第4四半期のGDP成長率は4.8%、3期連続で減速

(香港)

香港発

2022年02月03日

香港特別行政区政府(以下、香港政府)統計処は1月28日、2021年第4四半期(10~12月)の実質GDP成長率(推定値)を前年同期比で4.8%と発表した(添付資料図参照)。四半期ベースでは2021年通年を通し4期連続でプラス成長となったものの、前期(5.5%)からは0.7ポイント低下し、第2四半期以降3期連続で減速した。

2021年通年では6.4%と、2018年(2.8%)以来のプラス成長となった。

2021年第4四半期のGDP成長率を需要項目別にみると、個人消費支出は前期(6.8%増)から0.8ポイント低下して前年同期比6.0%増、政府消費支出は前期(5.0%増)から0.9ポイント低下して4.1%増と、いずれも減速した。固定資本形成は、前期(13.1%増)から13.0ポイント低下して0.1%増にとどまった。

貿易は、財輸出が前年同期比13.3%増と前期(14.2%増)から1.1ポイント低下、財輸入も9.7%増と前期(16.9%増)から7.2ポイント低下した。

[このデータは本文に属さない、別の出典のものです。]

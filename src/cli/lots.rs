use chrono::NaiveDate;
use clap::Parser;
use std::path::PathBuf;

/// Arguments for lots command
#[derive(Parser, Debug)]
pub struct LotsArgs {
    /// Output CSV file
    pub file: PathBuf,

    /// Start date for transactions processed for the report (YYYY-MM-DD)
    #[arg(long, short = 's')]
    pub dtstart: Option<NaiveDate>,

    /// End date (inclusive) for transactions processed for the report
    #[arg(long, short = 'e')]
    pub dtend: Option<NaiveDate>,

    /// Lots CSV file to load as baseline positions
    #[arg(long, short = 'L', value_name = "FILE")]
    pub loadcsv: Option<PathBuf>,

    /// Sum all lots of each position into a single row
    #[arg(long, short = 'c')]
    pub consolidate: bool,
}
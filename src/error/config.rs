//! Configuration errors

use super::CapgainsError;
use std::path::Path;

/// Creates a config read failed error
pub fn read_failed(path: &Path, reason: impl Into<String>) -> CapgainsError {
    CapgainsError::ConfigReadFailed {
        path: path.display().to_string(),
        reason: reason.into(),
    }
}

/// Creates a config parse failed error
pub fn parse_failed(path: &Path, reason: impl Into<String>) -> CapgainsError {
    CapgainsError::ConfigParseFailed {
        path: path.display().to_string(),
        reason: reason.into(),
    }
}

/// Creates a config write failed error
pub fn write_failed(path: &Path, reason: impl Into<String>) -> CapgainsError {
    CapgainsError::ConfigWriteFailed {
        path: path.display().to_string(),
        reason: reason.into(),
    }
}
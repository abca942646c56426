//! Import command implementation

use console::style;
use indicatif::{ProgressBar, ProgressStyle};
use std::path::PathBuf;

use crate::cli::ImportArgs;
use crate::config::Config;
use crate::csvio::{self, ImportStats};
use crate::error::Result;

use super::helpers;

/// Run import command
pub fn run(ledger_path: Option<PathBuf>, args: ImportArgs) -> Result<()> {
    let config = Config::load()?;
    let mut ledger = helpers::open_ledger(ledger_path, &config)?;

    let bar = ProgressBar::new(args.files.len() as u64);
    bar.set_style(
        ProgressStyle::default_bar()
            .template("[{bar:40.cyan/blue}] {pos}/{len} {msg}")
            .unwrap_or_else(|_| ProgressStyle::default_bar())
            .progress_chars("#>-"),
    );

    let mut totals = ImportStats::default();
    for file in &args.files {
        bar.set_message(file.display().to_string());
        let stats = csvio::import_file(&mut ledger, file)?;
        totals.transactions += stats.transactions;
        totals.skipped += stats.skipped;
        totals.rates += stats.rates;
        bar.inc(1);
    }
    bar.finish_and_clear();

    ledger.save()?;

    println!(
        "{} {} transaction(s) imported, {} duplicate(s) skipped, {} rate(s) merged",
        style("Done:").green().bold(),
        totals.transactions,
        totals.skipped,
        totals.rates,
    );
    println!("Ledger: {}", ledger.path().display());
    Ok(())
}
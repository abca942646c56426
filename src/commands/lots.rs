//! Lots report command implementation

use std::path::PathBuf;

use crate::cli::LotsArgs;
use crate::config::Config;
use crate::csvio;
use crate::error::Result;
use crate::report;

use super::helpers;

/// Run lots command
pub fn run(ledger_path: Option<PathBuf>, args: LotsArgs) -> Result<()> {
    let config = Config::load()?;
    let mut ledger = helpers::open_ledger(ledger_path, &config)?;

    let (dtstart, dtend) = helpers::day_bounds(args.dtstart, args.dtend);
    let (portfolio, _gains) =
        helpers::process_transactions(&mut ledger, dtstart, dtend, args.loadcsv.as_deref())?;

    let rows = report::flatten_portfolio(&ledger, &portfolio, args.consolidate)?;
    csvio::write_lots(&args.file, &rows, args.consolidate)?;

    println!("Wrote {} lot row(s) to {}", rows.len(), args.file.display());
    Ok(())
}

サービス輸出は前期(5.4%増)から0.3ポイント上昇して前年同期比5.7%増、サービス輸入は前期(6.0%増)から0.8ポイント低下して5.2%増となった。

香港政府報道官は同日のプレスリリースにおいて、「香港経済は、輸出の力強い伸びと個人消費の改善により、2021年第4四半期にさらに回復が進んだ。2021年通年の成長率は6.4%と、2年(2019年および2020年)続いたマイナス成長から脱却した。しかし、2021年の名目GDPは2018年を約2%下回る水準にとどまっている」と、「新型コロナ禍」や2019年に香港で発生したデモ・抗議活動以前の水準に回復していないことに触れた。その上で、今後の香港経済の見通しについて、「2022年もさらなる成長が見込まれるが、域内の新型コロナウイルスの感染状況をはじめとするさまざまな不確実性の影響を受ける。感染拡大第5波(注)と防疫強化措置は経済活動に再び影響を与え、センチメント(市場心理)を押し下げている」と懸念を示した。また、報道官は、この他に注視が必要な要素として、世界的な景気回復の動向、主要エコノミーにおける高いインフレ、米中関係などの外部環境を挙げた。

英国の経済調査会社キャピタルエコノミクスのエコノミストであるシーナ・ユエ氏は「感染拡大第5波の収束には想定よりも時間を要しており、香港経済の短期的な見通しは厳しくなりつつある」と述べた(「サウスチャイナ・モーニングポスト」2022年1月29日)。

香港政府は2月23日の2022~2023年の予算案の公表時にあわせて、2021年第4四半期のGDP成長率の詳細および2022年のGDP予測値を公表する。

(注)香港では一般的に、2020年1月の新型コロナウイルス感染拡大開始を「第1波」、同年3月中旬以降の輸入症例拡大を「第2波」、同年7月中旬以降と11月下旬以降の域内感染拡大をそれぞれ「第3波」「第4波」と呼んでいる。